I also do find it interesting how an instruction set is so coveted in a day and time that compilers are so mature that to create your own ISA and adapt a compiler to accommodate it is not out of the grasp of an individual and much more easier a task than days prior. But then the real hard work is designing a CPU to run that instruction set, that becomes very much more than a one-person job. Though who knows - maybe in 10-20 years from now, the ability to design some silicon becomes as accessible as programming in SCRATCH (drag and drop style design/programming).

But back to the Power Architecture, what is IBM's real plans here - charity/PR or a way to shift processor design into a realm of outsourcing that enables them to focus upon their more profitable streams and focus - like services? Maybe.
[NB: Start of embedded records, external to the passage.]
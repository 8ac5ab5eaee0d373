//! Client tests against a mock Zoekt server.

use std::time::Duration;

use serde_json::{json, Value};
use tempfile::TempDir;
use wiremock::matchers::{body_partial_json, method, path};
use wiremock::{Mock, MockServer, ResponseTemplate};
use zoekt_client::{
    BatchRunner, BlockingZoektClient, ClientConfig, ListOptions, ListOptionsField, SearchOptions,
    SearchRequest, ZoektClient, ZoektError,
};

// ---------------------------------------------------------------------------
// Helpers
// ---------------------------------------------------------------------------

fn search_body(match_count: u32) -> Value {
    json!({
        "Result": {
            "Files": [{
                "FileName": "src/lib.rs",
                "Repository": "org/repo",
                "Version": "0123abcd",
                "Language": "Rust",
                "Branches": ["HEAD"],
                "ChunkMatches": [{
                    "Content": "Zm4gbWFpbigpIHt9Cg==",
                    "ContentStart": {"ByteOffset": 0, "LineNumber": 7, "Column": 1},
                    "Ranges": [{
                        "Start": {"ByteOffset": 3, "LineNumber": 7, "Column": 4},
                        "End": {"ByteOffset": 7, "LineNumber": 7, "Column": 8}
                    }],
                    "SymbolInfo": null,
                    "FileName": false,
                    "Score": 501.0,
                    "BestLineMatch": 7
                }],
                "LineMatches": null,
                "Checksum": "n5Pwo2s0Cg8=",
                "Score": 501.0
            }],
            "RepoURLs": {
                "org/repo": "{{URLJoinPath \"https://git.example.com/org/repo\" \"blob\" .Version .Path}}"
            },
            "LineFragments": {"org/repo": "#L{{.LineNumber}}"},
            "FileCount": 1,
            "MatchCount": match_count,
            "Duration": 1200000
        }
    })
}

fn config_for(server: &MockServer) -> ClientConfig {
    ClientConfig::with_base_url(&server.uri())
        .timeout(Duration::from_secs(5))
        .retries(3, Duration::from_millis(1))
}

async fn mount_search(server: &MockServer, query: &str, match_count: u32) {
    Mock::given(method("POST"))
        .and(path("/api/search"))
        .and(body_partial_json(json!({"Q": query})))
        .respond_with(ResponseTemplate::new(200).set_body_json(search_body(match_count)))
        .expect(1)
        .mount(server)
        .await;
}

// ---------------------------------------------------------------------------
// Async client
// ---------------------------------------------------------------------------

#[tokio::test]
async fn search_sends_query_and_decodes_result() {
    let server = MockServer::start().await;
    Mock::given(method("POST"))
        .and(path("/api/search"))
        .and(body_partial_json(json!({
            "Q": "repo:org/repo main",
            "RepoIDs": [3],
            "Opts": {"ChunkMatches": true, "NumContextLines": 2}
        })))
        .respond_with(ResponseTemplate::new(200).set_body_json(search_body(1)))
        .expect(1)
        .mount(&server)
        .await;

    let client = ZoektClient::new(config_for(&server)).unwrap();
    let request = SearchRequest::new(
        "repo:org/repo main",
        SearchOptions::default().with_context_lines(2),
    )
    .with_repo_ids(vec![3]);
    let result = client.search_request(&request).await.unwrap();

    assert_eq!(result.stats.match_count, 1);
    let file = &result.files[0];
    assert_eq!(file.file_name, "src/lib.rs");
    let chunk = &file.chunk_matches.as_ref().unwrap()[0];
    assert_eq!(chunk.decoded_content().unwrap(), "fn main() {}\n");
    assert_eq!(
        result.file_url(file, file.first_line_number()).unwrap(),
        "https://git.example.com/org/repo/blob/0123abcd/src/lib.rs#L7"
    );
}

#[tokio::test]
async fn helpers_rewrite_the_query() {
    let server = MockServer::start().await;
    mount_search(&server, "lang:rust needle", 1).await;
    mount_search(&server, "repo:a file:*.rs needle", 2).await;
    mount_search(&server, "case:yes Needle", 3).await;
    mount_search(&server, "sym: parse", 4).await;
    mount_search(&server, "sym:function parse", 5).await;

    let client = ZoektClient::new(config_for(&server)).unwrap();
    let options = SearchOptions::default();

    let r = client
        .search_by_language("lang:go needle", "rust", &options)
        .await
        .unwrap();
    assert_eq!(r.stats.match_count, 1);

    let r = client
        .search_by_file_pattern("repo:a needle", "*.rs", &options)
        .await
        .unwrap();
    assert_eq!(r.stats.match_count, 2);

    let r = client.search_case_sensitive("Needle", &options).await.unwrap();
    assert_eq!(r.stats.match_count, 3);

    let r = client.search_symbols("parse", None, &options).await.unwrap();
    assert_eq!(r.stats.match_count, 4);

    let r = client
        .search_symbols("parse", Some("function"), &options)
        .await
        .unwrap();
    assert_eq!(r.stats.match_count, 5);
}

#[tokio::test]
async fn search_with_context_sets_context_lines() {
    let server = MockServer::start().await;
    Mock::given(method("POST"))
        .and(path("/api/search"))
        .and(body_partial_json(json!({"Opts": {"NumContextLines": 5}})))
        .respond_with(ResponseTemplate::new(200).set_body_json(search_body(1)))
        .expect(1)
        .mount(&server)
        .await;

    let client = ZoektClient::new(config_for(&server)).unwrap();
    client
        .search_with_context("needle", 5, &SearchOptions::default())
        .await
        .unwrap();
}

#[tokio::test]
async fn api_errors_are_not_retried() {
    let server = MockServer::start().await;
    Mock::given(method("POST"))
        .and(path("/api/search"))
        .respond_with(ResponseTemplate::new(400).set_body_json(json!({"Error": "bad regexp"})))
        .expect(1)
        .mount(&server)
        .await;

    let client = ZoektClient::new(config_for(&server)).unwrap();
    let err = client
        .search("file:(", &SearchOptions::default())
        .await
        .unwrap_err();
    match err {
        ZoektError::Api {
            status_code,
            message,
        } => {
            assert_eq!(status_code, 400);
            assert_eq!(message, "bad regexp");
        }
        other => panic!("expected API error, got {other:?}"),
    }
}

#[tokio::test]
async fn timeouts_are_retried_then_reported() {
    let server = MockServer::start().await;
    Mock::given(method("POST"))
        .and(path("/api/search"))
        .respond_with(
            ResponseTemplate::new(200)
                .set_body_json(search_body(1))
                .set_delay(Duration::from_secs(2)),
        )
        .expect(2)
        .mount(&server)
        .await;

    let config = ClientConfig::with_base_url(&server.uri())
        .timeout(Duration::from_millis(100))
        .retries(2, Duration::from_millis(1));
    let client = ZoektClient::new(config).unwrap();

    let err = client
        .search("slow", &SearchOptions::default())
        .await
        .unwrap_err();
    assert!(matches!(err, ZoektError::Timeout(_)), "got {err:?}");
}

#[tokio::test]
async fn unreachable_server_is_a_connection_error() {
    let port = {
        let listener = std::net::TcpListener::bind("127.0.0.1:0").unwrap();
        listener.local_addr().unwrap().port()
    };
    let config = ClientConfig::new("127.0.0.1", port).retries(2, Duration::from_millis(1));
    let client = ZoektClient::new(config).unwrap();

    let err = client
        .search("anything", &SearchOptions::default())
        .await
        .unwrap_err();
    assert!(matches!(err, ZoektError::Connection(_)), "got {err:?}");
}

#[tokio::test]
async fn list_repositories_unwraps_list() {
    let server = MockServer::start().await;
    Mock::given(method("POST"))
        .and(path("/api/list"))
        .and(body_partial_json(json!({"Q": "repo:org", "Opts": {"Field": 0}})))
        .respond_with(ResponseTemplate::new(200).set_body_json(json!({
            "List": {
                "Repos": [{
                    "Repository": {
                        "ID": 9,
                        "Name": "org/repo",
                        "Branches": [{"Name": "HEAD", "Version": "0123abcd"}],
                        "HasSymbols": true
                    },
                    "IndexMetadata": {"IndexTime": "2025-07-20T19:29:31Z"},
                    "Stats": {"Documents": 12}
                }],
                "ReposMap": null,
                "Crashes": 0,
                "Stats": {"Repos": 1, "Documents": 12}
            }
        })))
        .expect(1)
        .mount(&server)
        .await;

    let client = ZoektClient::new(config_for(&server)).unwrap();
    let list = client
        .list_repositories(
            "repo:org",
            Some(ListOptions {
                field: ListOptionsField::Full,
            }),
        )
        .await
        .unwrap();

    assert_eq!(list.repos.len(), 1);
    assert_eq!(list.repos[0].repository.name, "org/repo");
    assert_eq!(list.repos[0].repository.branches[0].version, "0123abcd");
    assert_eq!(list.stats.documents, 12);
}

#[tokio::test]
async fn batch_preserves_input_order() {
    let server = MockServer::start().await;
    mount_search(&server, "alpha", 1).await;
    mount_search(&server, "beta", 2).await;
    mount_search(&server, "gamma", 3).await;

    let client = ZoektClient::new(config_for(&server)).unwrap();
    let queries = vec!["alpha".to_string(), "beta".to_string(), "gamma".to_string()];
    let results = client
        .search_batch(&queries, &SearchOptions::default(), 2)
        .await
        .unwrap();

    let summary: Vec<(&str, i64)> = results
        .iter()
        .map(|(q, r)| (q.as_str(), r.stats.match_count))
        .collect();
    assert_eq!(summary, [("alpha", 1), ("beta", 2), ("gamma", 3)]);
}

async fn mount_failure(server: &MockServer, query: &str) {
    Mock::given(method("POST"))
        .and(path("/api/search"))
        .and(body_partial_json(json!({"Q": query})))
        .respond_with(ResponseTemplate::new(500).set_body_string("internal"))
        .expect(1)
        .mount(server)
        .await;
}

#[tokio::test]
async fn batch_stops_sending_after_first_error() {
    let server = MockServer::start().await;
    mount_failure(&server, "broken").await;
    Mock::given(method("POST"))
        .and(path("/api/search"))
        .and(body_partial_json(json!({"Q": "later"})))
        .respond_with(ResponseTemplate::new(200).set_body_json(search_body(1)))
        .expect(0)
        .mount(&server)
        .await;

    let client = ZoektClient::new(config_for(&server)).unwrap();
    let queries: Vec<String> = ["broken", "later", "later", "later"]
        .iter()
        .map(|q| q.to_string())
        .collect();
    let err = client
        .search_batch(&queries, &SearchOptions::default(), 1)
        .await
        .unwrap_err();
    assert!(matches!(err, ZoektError::Api { status_code: 500, .. }));

    let received = server.received_requests().await.unwrap();
    assert_eq!(received.len(), 1);
}

// ---------------------------------------------------------------------------
// Batch runner
// ---------------------------------------------------------------------------

#[tokio::test]
async fn batch_runner_appends_json_lines() {
    let server = MockServer::start().await;
    mount_search(&server, "alpha", 1).await;
    mount_search(&server, "beta", 2).await;

    let dir = TempDir::new().unwrap();
    let output = dir.path().join("results.jsonl");

    let client = ZoektClient::new(config_for(&server)).unwrap();
    let runner = BatchRunner::new(client, &output, 2).hidden();
    let results = runner
        .run(vec!["alpha".to_string(), "beta".to_string()])
        .await
        .unwrap();
    assert_eq!(results.len(), 2);

    let written = std::fs::read_to_string(&output).unwrap();
    let mut lines: Vec<(String, i64)> = written
        .lines()
        .map(|line| {
            let value: Value = serde_json::from_str(line).unwrap();
            (
                value["query"].as_str().unwrap().to_string(),
                value["result"]["MatchCount"].as_i64().unwrap(),
            )
        })
        .collect();
    lines.sort();
    assert_eq!(
        lines,
        [("alpha".to_string(), 1), ("beta".to_string(), 2)]
    );
}

#[tokio::test]
async fn batch_runner_stops_after_first_error() {
    let server = MockServer::start().await;
    // Every query fails, so whichever task runs first must be the only one sent
    Mock::given(method("POST"))
        .and(path("/api/search"))
        .respond_with(ResponseTemplate::new(500).set_body_string("internal"))
        .expect(1)
        .mount(&server)
        .await;

    let dir = TempDir::new().unwrap();
    let output = dir.path().join("results.jsonl");

    let client = ZoektClient::new(config_for(&server)).unwrap();
    let runner = BatchRunner::new(client, &output, 1).hidden();
    let queries: Vec<String> = ["one", "two", "three", "four"]
        .iter()
        .map(|q| q.to_string())
        .collect();
    let err = runner.run(queries).await.unwrap_err();
    assert!(matches!(err, ZoektError::Api { status_code: 500, .. }));

    tokio::time::sleep(Duration::from_millis(50)).await;
    assert_eq!(server.received_requests().await.unwrap().len(), 1);
    assert_eq!(std::fs::read_to_string(&output).unwrap(), "");
}

// ---------------------------------------------------------------------------
// Blocking client
// ---------------------------------------------------------------------------

#[tokio::test(flavor = "multi_thread", worker_threads = 2)]
async fn blocking_client_matches_async_behaviour() {
    let server = MockServer::start().await;
    mount_search(&server, "repo:org/ needle", 4).await;
    Mock::given(method("POST"))
        .and(path("/api/list"))
        .respond_with(ResponseTemplate::new(503).set_body_string(""))
        .expect(1)
        .mount(&server)
        .await;

    let config = config_for(&server);
    let (search, list) = tokio::task::spawn_blocking(move || {
        let client = BlockingZoektClient::new(config).unwrap();
        let search = client.search_by_repo("needle", "org/", &SearchOptions::default());
        let list = client.list_repositories("", None);
        (search, list)
    })
    .await
    .unwrap();

    assert_eq!(search.unwrap().stats.match_count, 4);
    match list.unwrap_err() {
        ZoektError::Api {
            status_code,
            message,
        } => {
            assert_eq!(status_code, 503);
            assert_eq!(message, "Unknown error");
        }
        other => panic!("expected API error, got {other:?}"),
    }
}
use std::collections::HashMap;
use std::io;
use std::path::PathBuf;
use std::sync::Arc;

use futures::future::try_join_all;
use indicatif::{MultiProgress, ProgressBar, ProgressDrawTarget, ProgressStyle};
use serde::Serialize;
use tokio::fs::OpenOptions;
use tokio::io::AsyncWriteExt;
use tokio::sync::{Mutex, Semaphore};
use tokio::task::{AbortHandle, JoinHandle};
use tokio::time::Duration;
use tracing::{error, info};

use crate::client::ZoektClient;
use crate::error::ZoektError;
use crate::models::SearchResult;
use crate::options::SearchOptions;

#[derive(Serialize)]
struct BatchLine<'a> {
    query: &'a str,
    result: &'a SearchResult,
}

/// Runs many searches concurrently and appends each result as one JSON line
/// (`{"query": ..., "result": ...}`) to an output file.
pub struct BatchRunner {
    client: ZoektClient,
    output_path: PathBuf,
    options: SearchOptions,
    progress: Arc<MultiProgress>,
    concurrency: usize,
}

impl BatchRunner {
    pub fn new(client: ZoektClient, output_path: impl Into<PathBuf>, concurrency: usize) -> Self {
        BatchRunner {
            client,
            output_path: output_path.into(),
            options: SearchOptions::default(),
            progress: Arc::new(MultiProgress::new()),
            concurrency: concurrency.max(1),
        }
    }

    pub fn with_options(mut self, options: SearchOptions) -> Self {
        self.options = options;
        self
    }

    /// Suppress the spinners, e.g. when stderr is not a terminal.
    pub fn hidden(self) -> Self {
        self.progress.set_draw_target(ProgressDrawTarget::hidden());
        self
    }

    /// Run all searches with concurrency control
    pub async fn run(&self, queries: Vec<String>) -> Result<Vec<(String, SearchResult)>, ZoektError> {
        let semaphore = Arc::new(Semaphore::new(self.concurrency));

        let file = Arc::new(Mutex::new(
            OpenOptions::new()
                .create(true)
                .append(true)
                .open(&self.output_path)
                .await?,
        ));

        let spinner_style = ProgressStyle::default_spinner()
            .template("{spinner:.green} [{elapsed_precise}] {wide_msg}")
            .unwrap_or_else(|_| ProgressStyle::default_spinner())
            .tick_chars("⠋⠙⠹⠸⠼⠴⠦⠧⠇⠏");

        // One spinner per distinct query, created upfront so they keep their order
        let mut progress_bars: HashMap<&str, ProgressBar> = HashMap::new();
        for query in &queries {
            progress_bars.entry(query.as_str()).or_insert_with(|| {
                let pb = self.progress.add(ProgressBar::new_spinner());
                pb.set_style(spinner_style.clone());
                pb.set_message(format!("Waiting to search for '{}'", query));
                pb
            });
        }

        let mut tasks = Vec::new();
        for query in &queries {
            let query = query.clone();
            let semaphore = semaphore.clone();
            let client = self.client.clone();
            let options = self.options.clone();
            let file = file.clone();
            let pb = progress_bars
                .get(query.as_str())
                .cloned()
                .unwrap_or_else(ProgressBar::hidden);
            pb.enable_steady_tick(Duration::from_millis(80));

            tasks.push(tokio::spawn(async move {
                // A closed semaphore means another search failed; skip this one
                let Ok(_permit) = semaphore.acquire().await else {
                    pb.finish_with_message(format!("- Skipped '{}'", query));
                    return Ok(None);
                };

                pb.set_message(format!("Searching '{}'", query));
                let outcome = Self::search_one(&client, &query, &options, &file).await;

                match &outcome {
                    Ok(result) => pb.finish_with_message(format!(
                        "✓ '{}': {} matches in {} files",
                        query, result.stats.match_count, result.stats.file_count
                    )),
                    Err(_) => {
                        semaphore.close();
                        pb.finish_with_message(format!("✗ Failed '{}'", query));
                    }
                }
                outcome.map(|result| Some((query, result)))
            }));
        }

        let abort_handles: Vec<AbortHandle> = tasks.iter().map(JoinHandle::abort_handle).collect();
        let joined = try_join_all(tasks.into_iter().map(|task| async move {
            match task.await {
                Ok(outcome) => outcome,
                Err(e) => {
                    error!("Search task panicked: {}", e);
                    Err(ZoektError::Io(io::Error::other(e)))
                }
            }
        }))
        .await;

        let results: Vec<(String, SearchResult)> = match joined {
            Ok(entries) => entries.into_iter().flatten().collect(),
            Err(e) => {
                error!("Search task error: {}", e);
                for handle in &abort_handles {
                    handle.abort();
                }
                return Err(e);
            }
        };

        info!(
            "All {} searches completed, results appended to '{}'",
            results.len(),
            self.output_path.display()
        );
        Ok(results)
    }

    async fn search_one(
        client: &ZoektClient,
        query: &str,
        options: &SearchOptions,
        file: &Mutex<tokio::fs::File>,
    ) -> Result<SearchResult, ZoektError> {
        let result = client.search(query, options).await?;

        let line = serde_json::to_string(&BatchLine {
            query,
            result: &result,
        })?;
        let mut file_guard = file.lock().await;
        file_guard.write_all(line.as_bytes()).await?;
        file_guard.write_all(b"\n").await?;
        file_guard.flush().await?;

        info!(
            "Saved {} file matches for '{}'",
            result.files.len(),
            query
        );
        Ok(result)
    }
}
Though I do feel they may of missed the boat upon this, what with Apple at one stage a big Power cpu user and now looking to shift towards ARM, of which they design their own CPU's. Could Apple embrace this opertunity or would the transition be a cross to hard for them to bear? That is for me one of the signs on how this will traction. If Apple shows interest, then this could be epicly big. Not saying that if they don't that it will fail. But do feel that had they did this 5-10 years ago, things would of been more likely to traction and grow. Today, beyond some niche area's, I'm not so sure it will be as epic as it could of been and may just be a case of too little too late. Equally I'm mindful that whilst IMHO it is too late to have as big an impact as it could of been, it may prove damaging towards RISC V CPU progression and by splitting the options open - may well damage both and only aid the existing Intel and Arm options out there.